No language restriction will be applied.
There is no established method for defining a minimum sample size per data source for the development of global estimates. Previous preterm birth estimates have used cut-offs of 50 births  or 200 births  for inclusion; the 2012 estimates also used a cut-off of data obtained over ≥12 months . For these estimates, a lower limit of 500 births (without time restriction) was selected as a cut-off by consensus of the working group, based on the following rationale:
Smaller studies may be more susceptible to bias (eg: selection bias);
Based on the 2012 estimates , it is likely that or more covariates will be required to estimate the preterm birth rate. Assuming a minimum of ten preterm birth cases per covariate, 50 preterm birth cases would be needed. Assuming a preterm birth rate of approximately 10 %, this equates to 500 births in total per dataset.

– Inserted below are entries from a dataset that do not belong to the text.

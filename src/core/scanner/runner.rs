// src/core/scanner/runner.rs

use std::future::Future;
use std::io::ErrorKind;
use std::process::Stdio;
use std::time::Duration;

use tokio::process::Command;
use tokio::time::timeout;
use tracing::{debug, error, warn};

use crate::core::models::{HardFailure, ProbeOutcome};

/// Exit status a POSIX shell reports when it cannot find a command.
const EXIT_COMMAND_NOT_FOUND: i32 = 127;

/// Text captured from both output channels of a finished command.
#[derive(Debug, Clone, Default, PartialEq, Eq)]
pub struct CommandOutput {
    pub stdout: String,
    pub stderr: String,
}

impl CommandOutput {
    pub fn new(stdout: impl Into<String>, stderr: impl Into<String>) -> Self {
        Self { stdout: stdout.into(), stderr: stderr.into() }
    }
}

/// Launches external diagnostic programs on behalf of the probes.
pub trait CommandRunner: Send + Sync {
    /// Runs `program` with `args` and returns what it printed.
    ///
    /// A missing program is a [`HardFailure`]; a timeout or any other launch
    /// problem is reported as no data.
    fn run(
        &self,
        program: &str,
        args: &[String],
    ) -> impl Future<Output = ProbeOutcome<CommandOutput>> + Send;
}

/// Runs commands as real child processes with a fixed deadline.
#[derive(Debug, Clone)]
pub struct ProcessRunner {
    timeout: Duration,
}

impl ProcessRunner {
    pub fn new(timeout: Duration) -> Self {
        Self { timeout }
    }
}

impl CommandRunner for ProcessRunner {
    async fn run(&self, program: &str, args: &[String]) -> ProbeOutcome<CommandOutput> {
        debug!(program, ?args, "Spawning command.");
        let mut command = Command::new(program);
        command
            .args(args)
            .stdin(Stdio::null())
            .stdout(Stdio::piped())
            .stderr(Stdio::piped())
            .kill_on_drop(true);
        // Own process group, so a timeout also reaches what a shell started.
        #[cfg(unix)]
        command.process_group(0);
        let child = command.spawn();

        let child = match child {
            Ok(c) => c,
            Err(e) if e.kind() == ErrorKind::NotFound => {
                error!(program, "Command not found.");
                return Err(HardFailure::new(program));
            }
            Err(e) => {
                warn!(program, error = %e, "Unable to run command.");
                return Ok(None);
            }
        };

        let pid = child.id();
        // Dropping the pending future on timeout kills the child itself.
        let output = match timeout(self.timeout, child.wait_with_output()).await {
            Ok(Ok(output)) => output,
            Ok(Err(e)) => {
                warn!(program, error = %e, "Waiting for command failed.");
                return Ok(None);
            }
            Err(_) => {
                debug!(program, ?args, "Command timed out.");
                if let Some(pid) = pid {
                    kill_process_group(pid);
                }
                return Ok(None);
            }
        };

        let result = CommandOutput {
            stdout: String::from_utf8_lossy(&output.stdout).into_owned(),
            stderr: String::from_utf8_lossy(&output.stderr).into_owned(),
        };
        classify(program, output.status.code(), result)
    }
}

/// Kills every process in the group led by `pid`.
#[cfg(unix)]
fn kill_process_group(pid: u32) {
    use nix::sys::signal::{Signal, killpg};
    use nix::unistd::Pid;

    let Ok(raw) = i32::try_from(pid) else { return };
    match killpg(Pid::from_raw(raw), Signal::SIGKILL) {
        Ok(()) => debug!(pid, "Killed timed-out process group."),
        // ESRCH: the group already exited.
        Err(nix::errno::Errno::ESRCH) => {}
        Err(e) => warn!(pid, error = %e, "Unable to kill process group."),
    }
}

#[cfg(not(unix))]
fn kill_process_group(_pid: u32) {}

/// Separates "a command inside this program was missing" from ordinary output.
fn classify(program: &str, code: Option<i32>, output: CommandOutput) -> ProbeOutcome<CommandOutput> {
    if code == Some(EXIT_COMMAND_NOT_FOUND)
        || output.stderr.to_lowercase().contains("command not found")
    {
        error!(program, stderr = %output.stderr.trim(), "Command reported a missing program.");
        return Err(HardFailure::new(program));
    }
    Ok(Some(output))
}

Classification of countries for assessing reliability and quality of available data
Different global estimates have used different methods of categorizing or stratifying countries on the basis of available data [6, 17, 18], depending on the outcome of interest. For example, previous maternal mortality estimates have used a three-level system for categorizing countries on the basis of the quality of mortality data reporting . However, birth registration levels are generally higher than those of death and cause-of-death registration . Classifying countries on the basis of cause-of-death completeness is probably not an appropriate proxy for the capture of data related to preterm birth.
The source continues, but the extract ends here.